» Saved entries
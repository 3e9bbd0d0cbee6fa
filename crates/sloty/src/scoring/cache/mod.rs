//! Score cache: regenerates the cached point/slot rows of a record from its
//! current inputs and replaces the stored set in one step.

mod rows;
mod store;
mod summary;

pub use rows::{CachedAuthorScore, CachedDisciplineScore, RecordScores};
pub use store::{InMemoryScoreStore, ScoreStore, StoreError};
pub use summary::{summarize, AuthorDisciplineTotals};

use std::collections::HashMap;
use std::sync::{Arc, Mutex, MutexGuard, PoisonError};

use rust_decimal::{Decimal, RoundingStrategy};
use serde::Serialize;
use tracing::{debug, info, warn};

use super::calculator::{Calculator, Tier};
use super::contributions::ContributionFilter;
use super::domain::{AuthorId, DisciplineId, InstitutionConfig, PublicationRecord, RecordId};
use super::policy::{IntegrityViolation, PolicyError, PolicySchedule, PolicySelector};
use super::reference::ReferenceCatalog;

/// Decimal places kept in cached values.
pub const DEFAULT_DECIMAL_PLACES: u32 = 4;

/// Result of rebuilding one record.
#[derive(Debug, Clone, PartialEq, Eq, Serialize)]
#[serde(tag = "outcome", rename_all = "snake_case")]
pub enum RebuildOutcome {
    Scored {
        tier: Tier,
        disciplines: usize,
        authors: usize,
    },
    Cleared {
        reason: String,
        removed: usize,
    },
}

/// Per-record outcomes of a batch rebuild.
#[derive(Debug, Clone, Default, PartialEq, Eq, Serialize)]
pub struct RebuildReport {
    pub scored: Vec<RecordId>,
    pub cleared: Vec<(RecordId, String)>,
    pub failed: Vec<(RecordId, String)>,
}

#[derive(Debug, thiserror::Error)]
pub enum CacheError {
    #[error(transparent)]
    Integrity(#[from] IntegrityViolation),
    #[error(transparent)]
    Store(#[from] StoreError),
}

/// Owns the cached score rows and keeps them consistent with record inputs.
pub struct ScoreCache<C, S> {
    selector: PolicySelector<C>,
    store: Arc<S>,
    decimal_places: u32,
    record_locks: Mutex<HashMap<RecordId, Arc<Mutex<()>>>>,
}

impl<C, S> ScoreCache<C, S>
where
    C: ReferenceCatalog,
    S: ScoreStore,
{
    pub fn new(catalog: Arc<C>, store: Arc<S>, schedule: PolicySchedule) -> Self {
        Self::with_selector(PolicySelector::new(catalog, schedule), store)
    }

    pub fn with_selector(selector: PolicySelector<C>, store: Arc<S>) -> Self {
        Self {
            selector,
            store,
            decimal_places: DEFAULT_DECIMAL_PLACES,
            record_locks: Mutex::new(HashMap::new()),
        }
    }

    pub fn with_decimal_places(mut self, places: u32) -> Self {
        self.decimal_places = places;
        self
    }

    pub fn selector(&self) -> &PolicySelector<C> {
        &self.selector
    }

    /// Computes the rows a rebuild would write, without touching the store.
    pub fn score(
        &self,
        record: &PublicationRecord,
        institution: Option<&InstitutionConfig>,
    ) -> Result<(Tier, RecordScores), PolicyError> {
        let default_institution = InstitutionConfig::default();
        let institution = institution.unwrap_or(&default_institution);
        let calculator = self.selector.select(record, institution)?;
        Ok((calculator.tier(), self.rows(&calculator)))
    }

    /// Regenerates every cached row of `record`.
    ///
    /// Non-scorable records lose their rows. Integrity violations leave the stored
    /// rows untouched and are returned to the caller.
    pub fn rebuild(
        &self,
        record: &PublicationRecord,
        institution: Option<&InstitutionConfig>,
    ) -> Result<RebuildOutcome, CacheError> {
        let lock = self.record_lock(record.id);
        let outcome = {
            // A rebuild that panicked left no partial rows behind, so the guard is still usable.
            let _serialized = lock.lock().unwrap_or_else(PoisonError::into_inner);
            self.rebuild_locked(record, institution)
        };
        self.release_record_lock(record.id, lock);
        outcome
    }

    /// Rebuilds each record in turn. Integrity violations are collected per
    /// record; a store failure aborts the batch.
    pub fn rebuild_batch<'a>(
        &self,
        records: impl IntoIterator<Item = &'a PublicationRecord>,
        institution: Option<&InstitutionConfig>,
    ) -> Result<RebuildReport, StoreError> {
        let mut report = RebuildReport::default();
        for record in records {
            match self.rebuild(record, institution) {
                Ok(RebuildOutcome::Scored { .. }) => report.scored.push(record.id),
                Ok(RebuildOutcome::Cleared { reason, .. }) => {
                    report.cleared.push((record.id, reason))
                }
                Err(CacheError::Integrity(violation)) => {
                    report.failed.push((record.id, violation.to_string()))
                }
                Err(CacheError::Store(err)) => return Err(err),
            }
        }
        info!(
            scored = report.scored.len(),
            cleared = report.cleared.len(),
            failed = report.failed.len(),
            "score cache batch rebuilt"
        );
        Ok(report)
    }

    pub fn record_scores(&self, record: RecordId) -> Result<RecordScores, StoreError> {
        self.store.record_scores(record)
    }

    pub fn discipline_scores(
        &self,
        record: RecordId,
    ) -> Result<Vec<CachedDisciplineScore>, StoreError> {
        Ok(self.store.record_scores(record)?.disciplines)
    }

    pub fn author_scores(&self, record: RecordId) -> Result<Vec<CachedAuthorScore>, StoreError> {
        Ok(self.store.record_scores(record)?.authors)
    }

    pub fn scores_for_author(&self, author: AuthorId) -> Result<Vec<CachedAuthorScore>, StoreError> {
        self.store.author_rows_for_author(author)
    }

    pub fn scores_for_discipline(
        &self,
        discipline: DisciplineId,
    ) -> Result<Vec<CachedDisciplineScore>, StoreError> {
        self.store.discipline_rows_for_discipline(discipline)
    }

    pub fn author_totals(&self, author: AuthorId) -> Result<Vec<AuthorDisciplineTotals>, StoreError> {
        Ok(summarize(&self.store.author_rows_for_author(author)?))
    }

    fn rebuild_locked(
        &self,
        record: &PublicationRecord,
        institution: Option<&InstitutionConfig>,
    ) -> Result<RebuildOutcome, CacheError> {
        match self.score(record, institution) {
            Ok((tier, scores)) => {
                let disciplines = scores.disciplines.len();
                let authors = scores.authors.len();
                self.store.replace_record(record.id, scores)?;
                info!(
                    record = record.id.0,
                    %tier,
                    disciplines,
                    authors,
                    "score cache rebuilt"
                );
                Ok(RebuildOutcome::Scored {
                    tier,
                    disciplines,
                    authors,
                })
            }
            Err(PolicyError::NotScorable(not_scorable)) => {
                let removed = self.store.clear_record(record.id)?;
                debug!(
                    record = record.id.0,
                    reason = not_scorable.reason(),
                    removed,
                    "score cache cleared"
                );
                Ok(RebuildOutcome::Cleared {
                    reason: not_scorable.reason().to_string(),
                    removed,
                })
            }
            Err(PolicyError::Integrity(violation)) => {
                warn!(record = record.id.0, error = %violation, "score cache left untouched");
                Err(violation.into())
            }
        }
    }

    fn rows(&self, calculator: &Calculator<'_>) -> RecordScores {
        let record_id = calculator.record().id;
        let mut scores = RecordScores::default();

        for discipline in calculator.all_referenced_disciplines() {
            let authors = calculator.qualifying_authors(discipline, None);
            if authors.is_empty() {
                continue;
            }
            let (Some(total_points), Some(slot)) = (
                calculator.points_for_discipline(discipline),
                calculator.slot_for_discipline(discipline),
            ) else {
                continue;
            };
            scores.disciplines.push(CachedDisciplineScore {
                record_id,
                discipline_id: discipline,
                total_points: self.round(total_points),
                slot: self.round(slot),
                contributing_author_ids: authors.iter().map(|author| author.author_id).collect(),
                contributing_display_names: authors
                    .iter()
                    .map(|author| author.credited_name.clone())
                    .collect(),
            });
        }

        for contribution in ContributionFilter::new(&calculator.record().contributions).eligible() {
            let Some(discipline) = contribution.discipline else {
                continue;
            };
            let (Some(points), Some(slot)) = (
                calculator.points_for_author(contribution),
                calculator.slot_for_author_in_discipline(discipline),
            ) else {
                continue;
            };
            scores.authors.push(CachedAuthorScore {
                record_id,
                author_id: contribution.author_id,
                unit_id: contribution.unit_id,
                discipline_id: discipline,
                points_for_author: self.round(points),
                slot_for_author: self.round(slot),
            });
        }

        scores
    }

    fn round(&self, value: Decimal) -> Decimal {
        round_score(value, self.decimal_places)
    }

    fn lock_table(&self) -> MutexGuard<'_, HashMap<RecordId, Arc<Mutex<()>>>> {
        self.record_locks
            .lock()
            .unwrap_or_else(PoisonError::into_inner)
    }

    fn record_lock(&self, record: RecordId) -> Arc<Mutex<()>> {
        Arc::clone(self.lock_table().entry(record).or_default())
    }

    fn release_record_lock(&self, record: RecordId, lock: Arc<Mutex<()>>) {
        drop(lock);
        let mut locks = self.lock_table();
        // Only the table still holds it: nobody is waiting.
        if locks
            .get(&record)
            .is_some_and(|entry| Arc::strong_count(entry) == 1)
        {
            locks.remove(&record);
        }
    }

    #[cfg(test)]
    pub(crate) fn tracked_record_locks(&self) -> usize {
        self.lock_table().len()
    }
}

/// Rounds a score to `decimal_places`, halves away from zero.
pub fn round_score(value: Decimal, decimal_places: u32) -> Decimal {
    value.round_dp_with_strategy(decimal_places, RoundingStrategy::MidpointAwayFromZero)
}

» Exercise details
Return exactly the lines above from the line that has "self.decimal_places = places;" through the line that has "records: impl IntoIterator<Item", inclusive, and nothing else.

» Exercise answer
        self.decimal_places = places;
        self
    }

    pub fn selector(&self) -> &PolicySelector<C> {
        &self.selector
    }

    /// Computes the rows a rebuild would write, without touching the store.
    pub fn score(
        &self,
        record: &PublicationRecord,
        institution: Option<&InstitutionConfig>,
    ) -> Result<(Tier, RecordScores), PolicyError> {
        let default_institution = InstitutionConfig::default();
        let institution = institution.unwrap_or(&default_institution);
        let calculator = self.selector.select(record, institution)?;
        Ok((calculator.tier(), self.rows(&calculator)))
    }

    /// Regenerates every cached row of `record`.
    ///
    /// Non-scorable records lose their rows. Integrity violations leave the stored
    /// rows untouched and are returned to the caller.
    pub fn rebuild(
        &self,
        record: &PublicationRecord,
        institution: Option<&InstitutionConfig>,
    ) -> Result<RebuildOutcome, CacheError> {
        let lock = self.record_lock(record.id);
        let outcome = {
            // A rebuild that panicked left no partial rows behind, so the guard is still usable.
            let _serialized = lock.lock().unwrap_or_else(PoisonError::into_inner);
            self.rebuild_locked(record, institution)
        };
        self.release_record_lock(record.id, lock);
        outcome
    }

    /// Rebuilds each record in turn. Integrity violations are collected per
    /// record; a store failure aborts the batch.
    pub fn rebuild_batch<'a>(
        &self,
        records: impl IntoIterator<Item = &'a PublicationRecord>,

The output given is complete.